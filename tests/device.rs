// SPDX-License-Identifier: MPL-2.0
// This Source Code Form is subject to the terms of the Mozilla Public
// License, v. 2.0. If a copy of the MPL was not distributed with this
// file, You can obtain one at https://mozilla.org/MPL/2.0/.

//! High-level device operations against a scripted transport.

mod common;

use std::sync::Arc;
use std::sync::atomic::{AtomicUsize, Ordering};
use std::time::Duration;

use chrono::{FixedOffset, NaiveDate, TimeZone};
use common::{ADDRESS, FakeTransport, device_info, temperatures_frame};
use parking_lot::Mutex;
use ubersolar_lib::subscription::Subscribable;
use ubersolar_lib::types::DeviceInfo;
use ubersolar_lib::{
    DeviceError, Error, InterlockPolicy, SolenoidMode, StatusStore, Switches, UberSmart,
    ValueError,
};

fn device(fake: &FakeTransport) -> UberSmart<FakeTransport> {
    UberSmart::builder(fake.clone(), device_info()).build()
}

// ============================================================================
// Switches
// ============================================================================

mod switches {
    use super::*;

    #[tokio::test(start_paused = true)]
    async fn toggle_all_writes_the_full_buffer() {
        let fake = FakeTransport::new().with_status([2, 0, 0, 0, 0]);
        let device = device(&fake);

        device.toggle_switches_all("00000002").await.unwrap();

        assert_eq!(fake.writes(), vec![vec![0x06, 0, 0, 0, 2]]);
        assert_eq!(device.status().solenoid_mode(), Some(SolenoidMode::Auto));
    }

    #[tokio::test(start_paused = true)]
    async fn toggle_all_rejects_malformed_input() {
        let fake = FakeTransport::new();
        let device = device(&fake);

        let err = device.toggle_switches_all("0000002").await.unwrap_err();
        assert!(matches!(
            err,
            Error::Value(ValueError::InvalidSwitchLength { actual: 7, .. })
        ));

        let err = device.toggle_switches_all("0000000g").await.unwrap_err();
        assert!(matches!(err, Error::Value(ValueError::InvalidHex(_))));

        assert_eq!(fake.connect_attempts(), 0);
    }

    #[tokio::test(start_paused = true)]
    async fn element_on_turns_pump_off_by_default() {
        let fake = FakeTransport::new().with_status([2, 0, 1, 1, 2]);
        let device = device(&fake);
        device.update().await.unwrap();

        device.turn_on_element().await.unwrap();

        assert_eq!(fake.writes(), vec![vec![0x06, 1, 0, 1, 2]]);
        let status = device.status();
        assert_eq!(status.element_on(), Some(1));
        assert_eq!(status.pump_on(), Some(0));
    }

    #[tokio::test(start_paused = true)]
    async fn independent_interlock_keeps_pump_running() {
        let fake = FakeTransport::new().with_status([2, 0, 1, 0, 2]);
        let device = UberSmart::builder(fake.clone(), device_info())
            .with_interlock(InterlockPolicy::Independent)
            .build();
        device.update().await.unwrap();

        device.turn_on_element().await.unwrap();

        assert_eq!(fake.writes(), vec![vec![0x06, 1, 1, 0, 2]]);
    }

    #[tokio::test(start_paused = true)]
    async fn fetches_status_when_nothing_is_cached() {
        let fake = FakeTransport::new().with_status([2, 0, 0, 0, 2]);
        let device = device(&fake);
        assert!(!device.store().has_status(ADDRESS));

        device.turn_on_pump().await.unwrap();

        assert_eq!(fake.connect_attempts(), 1);
        assert_eq!(fake.writes(), vec![vec![0x06, 0, 1, 0, 2]]);
    }

    #[tokio::test(start_paused = true)]
    async fn unavailable_without_a_switch_report() {
        let fake = FakeTransport::new();
        fake.set_frames(vec![temperatures_frame()]);
        let device = device(&fake);

        let err = device.turn_on_pump().await.unwrap_err();

        assert!(matches!(
            err,
            Error::Device(DeviceError::SwitchStateUnavailable(ref address)) if address == ADDRESS
        ));
        assert!(fake.writes().is_empty());
    }

    #[tokio::test(start_paused = true)]
    async fn successive_changes_build_on_each_other() {
        let fake = FakeTransport::new().with_status([2, 0, 0, 0, 0]);
        let device = device(&fake);

        device.turn_on_holiday().await.unwrap();
        device.set_solenoid(SolenoidMode::On).await.unwrap();
        device.turn_on_pump().await.unwrap();
        device.turn_off_holiday().await.unwrap();

        assert_eq!(
            fake.writes(),
            vec![
                vec![0x06, 0, 0, 1, 0],
                vec![0x06, 0, 0, 1, 1],
                vec![0x06, 0, 1, 1, 1],
                vec![0x06, 0, 1, 0, 1],
            ]
        );
    }

    #[tokio::test(start_paused = true)]
    async fn concurrent_changes_do_not_overwrite_each_other() {
        let fake = FakeTransport::new().with_status([2, 0, 0, 0, 0]);
        fake.set_echo_switches(false);
        let device = device(&fake);
        device.update().await.unwrap();
        fake.set_write_delay(Duration::from_millis(500));

        let (element, holiday) = tokio::join!(device.turn_on_element(), device.turn_on_holiday());
        element.unwrap();
        holiday.unwrap();

        assert_eq!(
            fake.writes(),
            vec![vec![0x06, 1, 0, 0, 0], vec![0x06, 1, 0, 1, 0]]
        );
        let status = device.status();
        assert_eq!(status.element_on(), Some(1));
        assert_eq!(status.holiday_mode(), Some(1));
    }

    #[tokio::test(start_paused = true)]
    async fn written_switches_are_cached_without_a_report() {
        let fake = FakeTransport::new().with_status([2, 0, 1, 0, 2]);
        fake.set_echo_switches(false);
        let device = device(&fake);

        device.turn_on_element().await.unwrap();

        let status = device.status();
        assert_eq!(status.element_on(), Some(1));
        assert_eq!(status.pump_on(), Some(0));
        assert_eq!(
            device.store().switches(ADDRESS),
            Some(Switches::from_bytes([2, 1, 0, 0, 2]))
        );
    }

    #[tokio::test(start_paused = true)]
    async fn turning_off_leaves_other_switches_alone() {
        let fake = FakeTransport::new().with_status([2, 1, 1, 1, 2]);
        let device = device(&fake);

        device.turn_off_element().await.unwrap();
        device.turn_off_pump().await.unwrap();

        assert_eq!(
            fake.writes(),
            vec![vec![0x06, 0, 1, 1, 2], vec![0x06, 0, 0, 1, 2]]
        );
    }

    #[tokio::test(start_paused = true)]
    async fn set_switches_writes_given_buffer() {
        let fake = FakeTransport::new().with_status([2, 0, 0, 0, 0]);
        let device = device(&fake);

        device
            .set_switches(Switches::new(true, false, true, SolenoidMode::Auto))
            .await
            .unwrap();

        assert_eq!(fake.writes(), vec![vec![0x06, 1, 0, 1, 2]]);
    }
}
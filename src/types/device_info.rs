// SPDX-License-Identifier: MPL-2.0
// This Source Code Form is subject to the terms of the Mozilla Public
// License, v. 2.0. If a copy of the MPL was not distributed with this
// file, You can obtain one at https://mozilla.org/MPL/2.0/.

//! Identity of a discovered `UberSmart` peripheral.

use std::fmt;

use serde::{Deserialize, Serialize};

/// A device as seen in a discovery event.
///
/// The address is the stable key used by the status store. On Linux and
/// Windows it is the Bluetooth MAC address, on macOS the platform UUID.
///
/// # Examples
///
/// ```
/// use ubersolar_lib::types::DeviceInfo;
///
/// let info = DeviceInfo::new("AA:BB:CC:DD:EE:FF", "UberSmart_1234").with_rssi(-67);
/// assert_eq!(info.to_string(), "UberSmart_1234 (AA:BB:CC:DD:EE:FF)");
/// assert_eq!(info.rssi(), Some(-67));
/// ```
#[derive(Debug, Clone, PartialEq, Eq, Hash, Serialize, Deserialize)]
pub struct DeviceInfo {
    address: String,
    name: String,
    rssi: Option<i16>,
}

impl DeviceInfo {
    /// Creates a device identity without signal strength.
    #[must_use]
    pub fn new(address: impl Into<String>, name: impl Into<String>) -> Self {
        Self {
            address: address.into(),
            name: name.into(),
            rssi: None,
        }
    }

    /// Sets the last-known signal strength in dBm.
    #[must_use]
    pub fn with_rssi(mut self, rssi: i16) -> Self {
        self.rssi = Some(rssi);
        self
    }

    /// Returns the device address.
    #[must_use]
    pub fn address(&self) -> &str {
        &self.address
    }

    /// Returns the advertised name.
    #[must_use]
    pub fn name(&self) -> &str {
        &self.name
    }

    /// Returns the last-known signal strength in dBm.
    #[must_use]
    pub fn rssi(&self) -> Option<i16> {
        self.rssi
    }
}

impl fmt::Display for DeviceInfo {
    fn fmt(&self, f: &mut fmt::Formatter<'_>) -> fmt::Result {
        write!(f, "{} ({})", self.name, self.address)
    }
}
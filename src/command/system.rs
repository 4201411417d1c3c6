// SPDX-License-Identifier: MPL-2.0
// This Source Code Form is subject to the terms of the Mozilla Public
// License, v. 2.0. If a copy of the MPL was not distributed with this
// file, You can obtain one at https://mozilla.org/MPL/2.0/.

//! Status and maintenance commands.

use crate::command::{Command, OPCODE_ENABLE_ACCESS_POINT};

/// Requests a status refresh.
///
/// Nothing is written: the device streams its status frames on its own once
/// notifications are enabled, so sending this command only makes sure the
/// link is up and subscribed.
#[derive(Debug, Clone, Copy, Default, PartialEq, Eq)]
pub struct StatusRequest;

impl Command for StatusRequest {
    fn opcode(&self) -> Option<u8> {
        None
    }

    fn payload(&self) -> Vec<u8> {
        Vec::new()
    }
}

/// Starts the device's Wi-Fi access point (used for firmware updates).
#[derive(Debug, Clone, Copy, Default, PartialEq, Eq)]
pub struct EnableAccessPointCommand;

impl Command for EnableAccessPointCommand {
    fn opcode(&self) -> Option<u8> {
        Some(OPCODE_ENABLE_ACCESS_POINT)
    }

    fn payload(&self) -> Vec<u8> {
        Vec::new()
    }
}

#[cfg(test)]
mod tests {
    use super::*;

    #[test]
    fn status_request_is_empty() {
        assert!(StatusRequest.to_bytes().is_empty());
        assert_eq!(StatusRequest.to_hex(), "");
    }

    #[test]
    fn access_point_is_single_opcode() {
        assert_eq!(EnableAccessPointCommand.to_hex(), "14");
    }
}
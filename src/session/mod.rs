// SPDX-License-Identifier: MPL-2.0
// This Source Code Form is subject to the terms of the Mozilla Public
// License, v. 2.0. If a copy of the MPL was not distributed with this
// file, You can obtain one at https://mozilla.org/MPL/2.0/.

//! Connection session and command dispatch.
//!
//! A [`Session`] owns at most one BLE link to one controller. Links are
//! opened lazily by the first command and closed again after
//! [`SessionConfig::disconnect_delay`] of inactivity, so callers never manage
//! the connection explicitly.
//!
//! # Connection lifecycle
//!
//! ```text
//! Disconnected -> Connecting -> Connected -> Disconnecting -> Disconnected
//!       ^             |             |
//!       +-------------+-------------+ (failure or link loss)
//! ```
//!
//! Two async locks coordinate concurrent callers:
//!
//! - the *connect guard* makes sure only one task opens or closes the link
//! - the *operation guard* serializes commands, and keeps the idle timer
//!   from closing the link while a command is in flight
//!
//! Status notifications stay subscribed for as long as the link is open and
//! are merged into the shared [`StatusStore`].

mod config;
mod connection;
mod dispatch;

pub use config::SessionConfig;

use std::fmt;
use std::sync::Arc;

use tokio::task::JoinHandle;

use crate::state::{DeviceStatus, StatusStore};
use crate::subscription::CallbackRegistry;
use crate::transport::Transport;
use crate::types::DeviceInfo;

/// Connection state of a session.
#[derive(Debug, Clone, Copy, PartialEq, Eq, Hash)]
pub enum ConnectionState {
    /// No link is open.
    Disconnected,
    /// A link is being opened and prepared.
    Connecting,
    /// The link is ready for commands.
    Connected,
    /// The link is being closed.
    Disconnecting,
}

impl fmt::Display for ConnectionState {
    fn fmt(&self, f: &mut fmt::Formatter<'_>) -> fmt::Result {
        let name = match self {
            Self::Disconnected => "disconnected",
            Self::Connecting => "connecting",
            Self::Connected => "connected",
            Self::Disconnecting => "disconnecting",
        };
        f.write_str(name)
    }
}

/// A BLE session with one `UberSmart` controller.
///
/// Cloning a session is cheap; clones share the same link, locks and timer.
pub struct Session<T: Transport> {
    shared: Arc<Shared<T>>,
}

impl<T: Transport> Session<T> {
    /// Creates a disconnected session.
    ///
    /// `store` and `callbacks` may be shared between several sessions, e.g.
    /// to aggregate the status of multiple controllers.
    #[must_use]
    pub fn new(
        transport: T,
        device: DeviceInfo,
        config: SessionConfig,
        store: Arc<StatusStore>,
        callbacks: Arc<CallbackRegistry>,
    ) -> Self {
        Self {
            shared: Arc::new(Shared {
                transport,
                device: parking_lot::RwLock::new(device),
                config,
                store,
                callbacks,
                connect_guard: tokio::sync::Mutex::new(()),
                operation_guard: tokio::sync::Mutex::new(()),
                inner: parking_lot::Mutex::new(Inner::default()),
            }),
        }
    }

    /// Returns the current connection state.
    #[must_use]
    pub fn state(&self) -> ConnectionState {
        self.shared.inner.lock().state
    }

    /// Returns `true` if a link is open and ready.
    #[must_use]
    pub fn is_connected(&self) -> bool {
        self.state() == ConnectionState::Connected
    }

    /// Returns `true` if the idle timer is armed.
    #[must_use]
    pub fn idle_timer_armed(&self) -> bool {
        self.shared.inner.lock().timer.is_some()
    }

    /// Returns the device this session talks to.
    #[must_use]
    pub fn device_info(&self) -> DeviceInfo {
        self.shared.device_info()
    }

    /// Replaces the device information, e.g. after a fresh advertisement.
    ///
    /// The new information is used from the next connection attempt on.
    pub fn set_device_info(&self, device: DeviceInfo) {
        *self.shared.device.write() = device;
    }

    /// Returns the session configuration.
    #[must_use]
    pub fn config(&self) -> &SessionConfig {
        &self.shared.config
    }

    /// Returns the status aggregated for this device so far.
    ///
    /// Empty until the first notifications have been received.
    #[must_use]
    pub fn status(&self) -> DeviceStatus {
        let address = self.shared.device.read().address().to_string();
        self.shared.store.get(&address).unwrap_or_default()
    }

    /// Returns the shared status store.
    #[must_use]
    pub fn store(&self) -> &Arc<StatusStore> {
        &self.shared.store
    }

    /// Returns the callback registry notifications are dispatched to.
    #[must_use]
    pub fn callbacks(&self) -> &Arc<CallbackRegistry> {
        &self.shared.callbacks
    }

    /// Returns the underlying transport.
    #[must_use]
    pub fn transport(&self) -> &T {
        &self.shared.transport
    }

    /// Closes the link, waiting for any in-flight command first.
    ///
    /// Does nothing if no link is open.
    pub async fn disconnect(&self) {
        let _operation = self.shared.operation_guard.lock().await;
        self.shared.execute_forced_disconnect().await;
    }
}

impl<T: Transport> Clone for Session<T> {
    fn clone(&self) -> Self {
        Self {
            shared: Arc::clone(&self.shared),
        }
    }
}

impl<T: Transport> fmt::Debug for Session<T> {
    fn fmt(&self, f: &mut fmt::Formatter<'_>) -> fmt::Result {
        f.debug_struct("Session")
            .field("device", &*self.shared.device.read())
            .field("state", &self.state())
            .finish_non_exhaustive()
    }
}

/// Why a link is being closed.
#[derive(Debug, Clone, Copy, PartialEq, Eq)]
enum DisconnectReason {
    /// The idle timer expired.
    Idle,
    /// A failure or an explicit request.
    Forced,
}

/// State shared between a session, its clones and its background tasks.
struct Shared<T: Transport> {
    transport: T,
    device: parking_lot::RwLock<DeviceInfo>,
    config: SessionConfig,
    store: Arc<StatusStore>,
    callbacks: Arc<CallbackRegistry>,
    connect_guard: tokio::sync::Mutex<()>,
    operation_guard: tokio::sync::Mutex<()>,
    inner: parking_lot::Mutex<Inner<T>>,
}

impl<T: Transport> Shared<T> {
    fn device_info(&self) -> DeviceInfo {
        self.device.read().clone()
    }

    fn operation_in_progress(&self) -> bool {
        self.operation_guard.try_lock().is_err()
    }
}

impl<T: Transport> Drop for Shared<T> {
    fn drop(&mut self) {
        if let Some(timer) = self.inner.get_mut().timer.take() {
            timer.handle.abort();
        }
    }
}

/// Mutable connection bookkeeping, always accessed under a short sync lock.
struct Inner<T: Transport> {
    state: ConnectionState,
    link: Option<OpenLink<T>>,
    timer: Option<IdleTimer>,
    timer_generation: u64,
    /// Incremented for every connection attempt; stale disconnect
    /// notifications carry an older value.
    epoch: u64,
    expected_disconnect: bool,
}

impl<T: Transport> Default for Inner<T> {
    fn default() -> Self {
        Self {
            state: ConnectionState::Disconnected,
            link: None,
            timer: None,
            timer_generation: 0,
            epoch: 0,
            expected_disconnect: false,
        }
    }
}

/// An open link with its resolved characteristics.
struct OpenLink<T: Transport> {
    link: T::Link,
    read: T::Characteristic,
    write: T::Characteristic,
}

impl<T: Transport> Clone for OpenLink<T> {
    fn clone(&self) -> Self {
        Self {
            link: self.link.clone(),
            read: self.read.clone(),
            write: self.write.clone(),
        }
    }
}

struct IdleTimer {
    generation: u64,
    handle: JoinHandle<()>,
}

#[cfg(test)]
mod tests {
    use super::*;

    #[test]
    fn connection_state_display() {
        assert_eq!(ConnectionState::Connected.to_string(), "connected");
        assert_eq!(ConnectionState::Disconnecting.to_string(), "disconnecting");
    }
}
+--
Report every line of the data in which "Hash" appears.

#[derive(Debug, Clone, PartialEq, Eq, Hash, Serialize, Deserialize)]
#[derive(Debug, Clone, Copy, PartialEq, Eq, Hash)]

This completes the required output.